Among the entries that follow, find the lines containing the string "Some" and copy them.

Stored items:
*** Begin section ***

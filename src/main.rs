//! avserv binary
//!
//! Brings up the configured endpoints and serves until SIGINT or SIGTERM.

use std::sync::Arc;

use avserv::{CliArgs, Server};
use signal_hook::consts::{SIGINT, SIGTERM};

fn main() -> Result<(), Box<dyn std::error::Error>> {
    let args: Vec<String> = std::env::args().collect();
    let cli = CliArgs::parse(&args);

    // Initialize logging (-d raises the default filter; RUST_LOG still wins)
    let debug = cli.as_ref().map(|c| c.debug).unwrap_or(false);
    env_logger::Builder::from_env(
        env_logger::Env::default().default_filter_or(if debug { "debug" } else { "info" }),
    )
    .init();

    let cli = cli?;
    if cli.help {
        print!("{}", avserv::config::USAGE);
        return Ok(());
    }

    log::info!("avserv starting...");
    for spec in &cli.config.endpoints {
        log::info!("  Endpoint:  {}", spec);
    }
    log::info!("  Accept:    {:?}", cli.config.accept_timeout);
    match cli.config.handshake_timeout {
        Some(t) => log::info!("  Handshake: {:?} per step", t),
        None => log::info!("  Handshake: unbounded"),
    }

    let mut server = Server::bind(cli.config)?;

    let shutdown = server.shutdown_handle();
    signal_hook::flag::register(SIGINT, Arc::clone(&shutdown))?;
    signal_hook::flag::register(SIGTERM, Arc::clone(&shutdown))?;

    let metrics = server.metrics();
    server.run()?;

    log::info!("Final metrics:\n{}", metrics.render());
    Ok(())
}
//! Connection worker
//!
//! Post-handshake read loop. Received bytes go to a [`StreamSink`], the seam
//! where a message-layer demuxer plugs in; the default sink discards them.

use std::fmt;
use std::io;
use std::sync::atomic::Ordering;

use crate::connection::Connection;
use crate::metrics::Metrics;
use crate::registry::RegistryEntry;
use crate::transport::Transport;

/// Scratch buffer size for payload reads
pub const DEFAULT_READ_BUFFER_SIZE: usize = 4096;

// ============================================================================
// Sink
// ============================================================================

/// Consumer of the authenticated byte stream
pub trait StreamSink: Send {
    fn consume(&mut self, data: &[u8]) -> io::Result<()>;
}

/// Sink that drops every byte
#[derive(Debug, Default)]
pub struct DiscardSink;

impl StreamSink for DiscardSink {
    fn consume(&mut self, data: &[u8]) -> io::Result<()> {
        log::trace!("Discarding {} payload bytes", data.len());
        Ok(())
    }
}

// ============================================================================
// Exit and Errors
// ============================================================================

/// Normal worker termination
#[derive(Debug, Clone, Copy, PartialEq, Eq)]
pub enum WorkerExit {
    /// Peer closed the stream
    PeerClosed,
    /// Cancelled by the server (shutdown)
    Cancelled,
}

#[derive(Debug)]
pub enum ConnectionError {
    /// Socket read failed
    Read(io::Error),
    /// Sink rejected data
    Sink(io::Error),
}

impl fmt::Display for ConnectionError {
    fn fmt(&self, f: &mut fmt::Formatter<'_>) -> fmt::Result {
        match self {
            ConnectionError::Read(e) => write!(f, "read failed: {}", e),
            ConnectionError::Sink(e) => write!(f, "sink rejected data: {}", e),
        }
    }
}

impl std::error::Error for ConnectionError {
    fn source(&self) -> Option<&(dyn std::error::Error + 'static)> {
        match self {
            ConnectionError::Read(e) | ConnectionError::Sink(e) => Some(e),
        }
    }
}

// ============================================================================
// Serve
// ============================================================================

/// Read from `conn` until the peer closes, the entry is cancelled or an
/// error occurs.
///
/// Consumes the registry entry: the connection is unregistered and its
/// socket closed on every exit path.
pub fn serve<T: Transport>(
    mut conn: Connection<T>,
    entry: RegistryEntry,
    sink: &mut dyn StreamSink,
    buffer_size: usize,
    metrics: &Metrics,
) -> Result<WorkerExit, ConnectionError> {
    let mut buf = vec![0u8; buffer_size.max(1)];
    let mut total: u64 = 0;
    conn.transport_mut().set_deadline(None);

    let result = loop {
        match conn.read(&mut buf) {
            Ok(0) => break Ok(WorkerExit::PeerClosed),
            Ok(n) => {
                total += n as u64;
                metrics.bytes_received_total.fetch_add(n as u64, Ordering::Relaxed);
                log::trace!("conn={} received {} bytes", entry.id(), n);
                if let Err(e) = sink.consume(&buf[..n]) {
                    break Err(ConnectionError::Sink(e));
                }
            }
            Err(_) if entry.cancel_token().is_cancelled() => break Ok(WorkerExit::Cancelled),
            Err(e) => break Err(ConnectionError::Read(e)),
        }
    };

    match &result {
        Ok(exit) => log::info!(
            "Connection {} from {} finished ({:?}, {} bytes)",
            entry.id(),
            conn.info().peer_addr,
            exit,
            total
        ),
        Err(e) => log::warn!(
            "Connection {} from {} failed after {} bytes: {}",
            entry.id(),
            conn.info().peer_addr,
            total,
            e
        ),
    }

    if let Err(e) = conn.transport_mut().close() {
        log::debug!("Close of connection {} failed: {}", entry.id(), e);
    }
    result
}
//! avserv: TCP ingest front end for media streams
//!
//! Listens on one or more endpoints, each made of one socket per resolved
//! address, and authenticates every inbound connection with a three-round
//! version/epoch/nonce handshake before handing the byte stream to a
//! per-connection worker.
//!
//! # Layout
//! - [`mux`]: readiness multiplexing over raw fds
//! - [`resolve`]: host/port to candidate addresses
//! - [`endpoint`]: endpoint URIs, multi-socket bind/listen, connect mode
//! - [`acceptor`]: one bounded accept over many endpoints
//! - [`transport`]: blocking byte-stream capability and cancellation
//! - [`handshake`]: the handshake state machine
//! - [`worker`]: post-handshake read loop
//! - [`registry`]: live connection bookkeeping
//! - [`server`]: accept loop, dispatch and shutdown

pub mod acceptor;
pub mod config;
pub mod connection;
pub mod endpoint;
pub mod handshake;
pub mod metrics;
pub mod mux;
pub mod registry;
pub mod resolve;
pub mod server;
pub mod transport;
pub mod worker;

pub use acceptor::{accept, AcceptError, AcceptOutcome, PendingConnection};
pub use config::{CliArgs, ConfigError, ServerConfig};
pub use connection::{Connection, ConnectionId, ConnectionInfo, Phase};
pub use endpoint::{Endpoint, EndpointError, EndpointMode, EndpointOptions, EndpointSpec};
pub use handshake::{Handshake, HandshakeError, HandshakeState};
pub use metrics::Metrics;
pub use registry::{ConnectionRegistry, RegistryEntry};
pub use server::{Server, ServerError, SinkFactory};
pub use transport::{CancelToken, TcpTransport, Transport};
pub use worker::{serve, ConnectionError, StreamSink, WorkerExit};
// ============================================================================
// Errors
// ============================================================================

/// Errors while bringing an endpoint up
#[derive(Debug)]
pub enum EndpointError {
    /// Malformed endpoint URI or option value
    InvalidSpec(String),
    /// Resolution failed or produced no candidates
    AddressResolution { target: String, reason: String },
    /// Every candidate failed to create or bind a socket
    Bind { target: String, failures: Vec<(SocketAddr, io::Error)> },
    /// Every bound socket failed to enter the listening state
    Listen { target: String, failures: Vec<(SocketAddr, io::Error)> },
    /// Every candidate failed to connect (or accept, in listen-single mode)
    Connect { target: String, source: io::Error },
    /// Connect or listen-single wait exceeded its bound
    TimedOut { target: String },
}

impl fmt::Display for EndpointError {
    fn fmt(&self, f: &mut fmt::Formatter<'_>) -> fmt::Result {
        match self {
            EndpointError::InvalidSpec(msg) => write!(f, "invalid endpoint: {}", msg),
            EndpointError::AddressResolution { target, reason } => {
                write!(f, "failed to resolve {}: {}", target, reason)
            }
            EndpointError::Bind { target, failures } => {
                write!(f, "no socket could be bound for {}", target)?;
                write_failures(f, failures)
            }
            EndpointError::Listen { target, failures } => {
                write!(f, "no socket could listen for {}", target)?;
                write_failures(f, failures)
            }
            EndpointError::Connect { target, source } => {
                write!(f, "connection to {} failed: {}", target, source)
            }
            EndpointError::TimedOut { target } => write!(f, "timed out on {}", target),
        }
    }
}

fn write_failures(f: &mut fmt::Formatter<'_>, failures: &[(SocketAddr, io::Error)]) -> fmt::Result {
    for (i, (addr, err)) in failures.iter().enumerate() {
        write!(f, "{} {}: {}", if i == 0 { ":" } else { "," }, addr, err)?;
    }
    Ok(())
}

impl std::error::Error for EndpointError {
    fn source(&self) -> Option<&(dyn std::error::Error + 'static)> {
        match self {
            EndpointError::Connect { source, .. } => Some(source),
            _ => None,
        }
    }
}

*** End section ***

* Exercise output:
        Some(t) => log::info!("  Handshake: {:?} per step", t),
            ConnectionError::Read(e) | ConnectionError::Sink(e) => Some(e),
            EndpointError::Connect { source, .. } => Some(source),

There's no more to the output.